**Task description:** Where does the string "RetryPolicy" appear? Copy every line of the entries below that holds it.

**Data to process:**
// src/config.rs

//! Operator configuration: HTTP client, retry policy, logging and the list
//! of sources, loaded from one TOML file.

use std::collections::HashSet;
use std::fs;
use std::path::Path;
use std::sync::Arc;

use serde::{Deserialize, Serialize};

use crate::error::{AppError, Result};
use crate::models::{SelectorSearchConfig, ThreeStepConfig};
use crate::services::{MediaSource, SelectorMediaSource, ThreeStepSource};
use crate::utils::http::DocumentFetcher;
use crate::utils::retry::RetryPolicy;

/// Root application configuration.
#[derive(Debug, Clone, Default, Serialize, Deserialize)]
pub struct Config {
    /// HTTP client settings
    #[serde(default)]
    pub http: HttpConfig,

    /// Retry settings for three-step sources
    #[serde(default)]
    pub retry: RetryPolicy,

    #[serde(default)]
    pub logging: LoggingConfig,

    /// Configured media sources
    #[serde(default)]
    pub sources: Vec<SourceEntry>,
}

impl Config {
    /// Load and validate configuration from a TOML file.
    pub fn load(path: impl AsRef<Path>) -> Result<Self> {
        let content = fs::read_to_string(path)?;
        let config: Self = toml::from_str(&content)?;
        config.validate()?;
        Ok(config)
    }

    /// Load configuration or return default if loading fails.
    pub fn load_or_default(path: impl AsRef<Path>) -> Self {
        Self::load(&path).unwrap_or_else(|e| {
            log::warn!(
                "Config load failed from {:?}: {}. Using defaults.",
                path.as_ref(),
                e
            );
            Self::default()
        })
    }

    /// Reject structurally unusable configuration.
    pub fn validate(&self) -> Result<()> {
        if self.http.user_agent.trim().is_empty() {
            return Err(AppError::validation("http.user_agent is empty"));
        }
        if self.http.timeout_secs == 0 {
            return Err(AppError::validation("http.timeout_secs must be > 0"));
        }
        if self.http.max_concurrent == 0 {
            return Err(AppError::validation("http.max_concurrent must be > 0"));
        }
        if self.retry.max_attempts == 0 {
            return Err(AppError::validation("retry.max_attempts must be > 0"));
        }

        let mut ids = HashSet::new();
        for source in &self.sources {
            if source.id.trim().is_empty() {
                return Err(AppError::validation("source id is empty"));
            }
            if !ids.insert(source.id.as_str()) {
                return Err(AppError::validation(format!(
                    "duplicate source id: {}",
                    source.id
                )));
            }
            source.validate()?;
        }
        Ok(())
    }

    pub fn source(&self, id: &str) -> Option<&SourceEntry> {
        self.sources.iter().find(|s| s.id == id)
    }
}

/// HTTP client settings.
#[derive(Debug, Clone, Serialize, Deserialize)]
pub struct HttpConfig {
    /// User-Agent header for page requests
    #[serde(default = "defaults::user_agent")]
    pub user_agent: String,

    /// Request timeout in seconds
    #[serde(default = "defaults::timeout")]
    pub timeout_secs: u64,

    /// Maximum subject pages fetched at once per search
    #[serde(default = "defaults::max_concurrent")]
    pub max_concurrent: usize,
}

impl Default for HttpConfig {
    fn default() -> Self {
        Self {
            user_agent: defaults::user_agent(),
            timeout_secs: defaults::timeout(),
            max_concurrent: defaults::max_concurrent(),
        }
    }
}

#[derive(Debug, Clone, Serialize, Deserialize)]
pub struct LoggingConfig {
    /// Default level when neither `RUST_LOG` nor a CLI flag sets one
    #[serde(default = "defaults::log_level")]
    pub level: String,
}

impl Default for LoggingConfig {
    fn default() -> Self {
        Self {
            level: defaults::log_level(),
        }
    }
}

#[derive(Debug, Clone, Copy, PartialEq, Eq, Serialize, Deserialize)]
#[serde(rename_all = "snake_case")]
pub enum SourceKind {
    Selector,
    ThreeStep,
}

/// One `[[sources]]` entry. The table matching `kind` must be present.
#[derive(Debug, Clone, Serialize, Deserialize)]
pub struct SourceEntry {
    pub id: String,
    pub kind: SourceKind,

    #[serde(default, skip_serializing_if = "Option::is_none")]
    pub selector: Option<SelectorSearchConfig>,

    #[serde(default, skip_serializing_if = "Option::is_none")]
    pub three_step: Option<ThreeStepConfig>,
}

impl SourceEntry {
    pub fn validate(&self) -> Result<()> {
        match self.kind {
            SourceKind::Selector => self
                .selector
                .as_ref()
                .ok_or_else(|| self.missing_table("selector"))?
                .validate()
                .map_err(|e| self.wrap(e)),
            SourceKind::ThreeStep => self
                .three_step
                .as_ref()
                .ok_or_else(|| self.missing_table("three_step"))?
                .validate()
                .map_err(|e| self.wrap(e)),
        }
    }

    fn missing_table(&self, table: &str) -> AppError {
        AppError::validation(format!(
            "source {}: kind needs a [sources.{}] table",
            self.id, table
        ))
    }

    fn wrap(&self, e: AppError) -> AppError {
        AppError::validation(format!("source {}: {}", self.id, e))
    }
}

/// Build the media source described by `entry`.
pub fn build_source(
    entry: &SourceEntry,
    config: &Config,
    fetcher: Arc<dyn DocumentFetcher>,
) -> Result<Box<dyn MediaSource>> {
    entry.validate()?;
    match (entry.kind, &entry.selector, &entry.three_step) {
        (SourceKind::Selector, Some(selector), _) => Ok(Box::new(
            SelectorMediaSource::new(&entry.id, selector.clone(), fetcher)?
                .with_max_concurrent(config.http.max_concurrent),
        )),
        (SourceKind::ThreeStep, _, Some(three_step)) => Ok(Box::new(ThreeStepSource::from_config(
            &entry.id,
            three_step.clone(),
            fetcher,
            config.retry.clone(),
        )?)),
        _ => Err(entry.missing_table(match entry.kind {
            SourceKind::Selector => "selector",
            SourceKind::ThreeStep => "three_step",
        })),
    }
}

mod defaults {
    pub fn user_agent() -> String {
        "Mozilla/5.0 (Windows NT 10.0; Win64; x64) AppleWebKit/537.36 (KHTML, like Gecko) Chrome/120.0 Safari/537.36".into()
    }
    pub fn timeout() -> u64 {
        30
    }
    pub fn max_concurrent() -> usize {
        4
    }
    pub fn log_level() -> String {
        "info".into()
    }
}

**Result of the task:**
use crate::utils::retry::RetryPolicy;
    pub retry: RetryPolicy,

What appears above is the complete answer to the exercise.